*** Begin section ***

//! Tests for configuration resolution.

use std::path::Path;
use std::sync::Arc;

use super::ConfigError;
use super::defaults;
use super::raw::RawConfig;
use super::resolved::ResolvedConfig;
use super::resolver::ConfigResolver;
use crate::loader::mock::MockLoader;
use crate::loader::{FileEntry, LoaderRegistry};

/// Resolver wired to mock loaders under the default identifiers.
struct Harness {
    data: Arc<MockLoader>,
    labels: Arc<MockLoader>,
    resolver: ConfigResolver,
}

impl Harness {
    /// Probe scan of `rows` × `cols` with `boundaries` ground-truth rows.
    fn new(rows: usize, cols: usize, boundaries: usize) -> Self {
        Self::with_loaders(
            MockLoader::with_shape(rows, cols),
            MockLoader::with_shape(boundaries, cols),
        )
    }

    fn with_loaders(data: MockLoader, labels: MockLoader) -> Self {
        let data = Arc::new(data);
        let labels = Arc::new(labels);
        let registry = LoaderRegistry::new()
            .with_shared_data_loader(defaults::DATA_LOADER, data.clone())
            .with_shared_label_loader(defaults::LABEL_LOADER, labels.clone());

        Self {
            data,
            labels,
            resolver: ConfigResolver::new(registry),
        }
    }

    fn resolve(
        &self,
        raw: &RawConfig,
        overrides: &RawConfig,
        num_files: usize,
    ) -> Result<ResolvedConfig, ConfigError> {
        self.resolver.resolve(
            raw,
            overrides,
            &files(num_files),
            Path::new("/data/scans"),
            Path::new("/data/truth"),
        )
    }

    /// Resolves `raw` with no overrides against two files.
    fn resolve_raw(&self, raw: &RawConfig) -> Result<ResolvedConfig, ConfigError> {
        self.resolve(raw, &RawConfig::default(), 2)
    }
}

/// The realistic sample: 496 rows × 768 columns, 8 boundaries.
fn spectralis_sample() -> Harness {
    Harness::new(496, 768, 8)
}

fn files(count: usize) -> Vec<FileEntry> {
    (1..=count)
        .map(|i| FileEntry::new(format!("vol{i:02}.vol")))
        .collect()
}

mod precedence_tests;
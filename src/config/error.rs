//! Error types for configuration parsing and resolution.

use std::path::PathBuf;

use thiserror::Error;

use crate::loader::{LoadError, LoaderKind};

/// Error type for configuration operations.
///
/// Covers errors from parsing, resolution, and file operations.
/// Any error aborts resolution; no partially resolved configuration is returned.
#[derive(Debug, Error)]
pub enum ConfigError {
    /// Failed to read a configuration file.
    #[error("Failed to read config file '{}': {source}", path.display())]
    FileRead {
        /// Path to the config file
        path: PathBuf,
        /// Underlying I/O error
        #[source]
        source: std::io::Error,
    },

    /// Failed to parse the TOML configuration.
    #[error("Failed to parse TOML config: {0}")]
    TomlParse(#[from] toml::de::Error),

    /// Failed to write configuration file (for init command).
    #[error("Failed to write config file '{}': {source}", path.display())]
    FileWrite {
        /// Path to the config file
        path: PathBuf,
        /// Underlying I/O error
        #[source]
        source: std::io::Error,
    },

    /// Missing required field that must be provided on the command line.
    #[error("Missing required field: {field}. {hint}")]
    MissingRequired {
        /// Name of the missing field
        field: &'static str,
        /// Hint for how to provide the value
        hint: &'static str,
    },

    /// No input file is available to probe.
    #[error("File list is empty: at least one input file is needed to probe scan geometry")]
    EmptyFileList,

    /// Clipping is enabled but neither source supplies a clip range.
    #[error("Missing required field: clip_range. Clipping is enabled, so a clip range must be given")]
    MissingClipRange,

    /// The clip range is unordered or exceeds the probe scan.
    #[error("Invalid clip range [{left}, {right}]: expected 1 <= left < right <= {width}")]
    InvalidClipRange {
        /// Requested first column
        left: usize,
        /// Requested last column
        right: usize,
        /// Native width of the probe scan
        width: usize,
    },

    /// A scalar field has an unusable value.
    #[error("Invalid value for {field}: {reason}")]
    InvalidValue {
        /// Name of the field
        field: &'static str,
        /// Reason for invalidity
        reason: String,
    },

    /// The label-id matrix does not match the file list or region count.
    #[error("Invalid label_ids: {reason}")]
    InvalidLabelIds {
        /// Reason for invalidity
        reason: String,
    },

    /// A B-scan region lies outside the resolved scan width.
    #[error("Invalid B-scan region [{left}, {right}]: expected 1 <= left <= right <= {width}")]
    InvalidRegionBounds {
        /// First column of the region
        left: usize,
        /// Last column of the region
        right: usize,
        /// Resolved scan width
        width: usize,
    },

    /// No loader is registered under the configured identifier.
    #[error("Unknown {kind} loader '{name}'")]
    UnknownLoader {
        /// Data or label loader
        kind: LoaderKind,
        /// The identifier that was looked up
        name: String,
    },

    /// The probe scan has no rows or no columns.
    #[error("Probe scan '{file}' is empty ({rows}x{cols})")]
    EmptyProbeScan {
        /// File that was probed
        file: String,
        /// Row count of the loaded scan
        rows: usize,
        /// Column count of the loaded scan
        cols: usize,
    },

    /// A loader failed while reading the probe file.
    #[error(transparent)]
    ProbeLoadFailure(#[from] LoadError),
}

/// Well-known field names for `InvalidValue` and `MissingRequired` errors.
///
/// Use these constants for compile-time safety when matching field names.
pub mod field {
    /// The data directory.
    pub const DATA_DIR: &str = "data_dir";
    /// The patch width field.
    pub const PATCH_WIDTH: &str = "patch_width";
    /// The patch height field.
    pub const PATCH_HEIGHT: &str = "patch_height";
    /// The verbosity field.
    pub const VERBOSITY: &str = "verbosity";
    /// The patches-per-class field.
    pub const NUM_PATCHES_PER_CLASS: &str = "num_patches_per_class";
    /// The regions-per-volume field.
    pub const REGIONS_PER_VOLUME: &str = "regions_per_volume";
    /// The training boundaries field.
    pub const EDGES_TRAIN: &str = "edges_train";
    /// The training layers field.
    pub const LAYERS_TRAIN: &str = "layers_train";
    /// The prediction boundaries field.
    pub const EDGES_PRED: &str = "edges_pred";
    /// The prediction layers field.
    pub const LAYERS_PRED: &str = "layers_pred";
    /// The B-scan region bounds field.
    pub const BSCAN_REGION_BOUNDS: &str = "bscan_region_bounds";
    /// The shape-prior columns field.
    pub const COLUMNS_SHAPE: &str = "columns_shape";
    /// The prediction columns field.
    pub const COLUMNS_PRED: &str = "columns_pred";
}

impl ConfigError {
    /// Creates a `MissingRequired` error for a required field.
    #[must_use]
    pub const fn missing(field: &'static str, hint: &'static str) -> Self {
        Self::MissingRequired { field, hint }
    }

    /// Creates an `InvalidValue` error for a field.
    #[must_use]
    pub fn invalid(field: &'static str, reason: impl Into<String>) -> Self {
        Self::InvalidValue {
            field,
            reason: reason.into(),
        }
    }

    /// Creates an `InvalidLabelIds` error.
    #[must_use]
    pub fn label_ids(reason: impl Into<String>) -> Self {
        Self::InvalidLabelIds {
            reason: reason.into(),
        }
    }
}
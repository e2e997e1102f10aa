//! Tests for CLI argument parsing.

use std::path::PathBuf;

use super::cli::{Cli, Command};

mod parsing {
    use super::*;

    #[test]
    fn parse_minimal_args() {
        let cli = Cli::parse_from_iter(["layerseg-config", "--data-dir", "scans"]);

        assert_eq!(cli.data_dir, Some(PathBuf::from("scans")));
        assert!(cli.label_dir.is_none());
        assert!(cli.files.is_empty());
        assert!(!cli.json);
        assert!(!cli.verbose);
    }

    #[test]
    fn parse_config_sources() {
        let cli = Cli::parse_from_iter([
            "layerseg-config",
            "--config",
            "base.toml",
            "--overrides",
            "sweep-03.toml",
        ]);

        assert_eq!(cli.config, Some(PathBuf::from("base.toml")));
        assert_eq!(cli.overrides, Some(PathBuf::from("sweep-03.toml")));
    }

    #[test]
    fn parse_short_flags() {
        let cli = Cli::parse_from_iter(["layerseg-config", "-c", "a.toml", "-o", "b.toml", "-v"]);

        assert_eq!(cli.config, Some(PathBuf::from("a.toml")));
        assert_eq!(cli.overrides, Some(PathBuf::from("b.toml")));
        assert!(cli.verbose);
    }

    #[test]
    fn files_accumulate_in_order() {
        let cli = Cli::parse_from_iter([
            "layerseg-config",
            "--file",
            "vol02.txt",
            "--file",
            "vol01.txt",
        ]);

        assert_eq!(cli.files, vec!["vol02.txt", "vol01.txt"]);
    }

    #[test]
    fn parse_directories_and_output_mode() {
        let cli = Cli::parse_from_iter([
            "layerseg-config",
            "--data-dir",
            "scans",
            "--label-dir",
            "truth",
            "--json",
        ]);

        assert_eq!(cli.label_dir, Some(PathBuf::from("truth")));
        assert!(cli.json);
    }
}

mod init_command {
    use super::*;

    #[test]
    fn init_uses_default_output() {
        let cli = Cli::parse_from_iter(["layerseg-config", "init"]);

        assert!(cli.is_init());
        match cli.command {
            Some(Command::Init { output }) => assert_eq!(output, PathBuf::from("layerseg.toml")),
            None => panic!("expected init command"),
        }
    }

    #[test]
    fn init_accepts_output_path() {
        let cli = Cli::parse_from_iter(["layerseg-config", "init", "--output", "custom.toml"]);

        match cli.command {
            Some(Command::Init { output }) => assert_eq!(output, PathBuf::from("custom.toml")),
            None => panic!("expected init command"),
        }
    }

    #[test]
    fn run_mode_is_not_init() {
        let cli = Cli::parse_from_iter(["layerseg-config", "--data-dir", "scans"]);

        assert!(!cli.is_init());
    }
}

*** End section ***

Aim of the exercise ::
For the string "InvalidLabelIds", show each line of the listing where it appears.

Finished task ::
    InvalidLabelIds {
    /// Creates an `InvalidLabelIds` error.
        Self::InvalidLabelIds {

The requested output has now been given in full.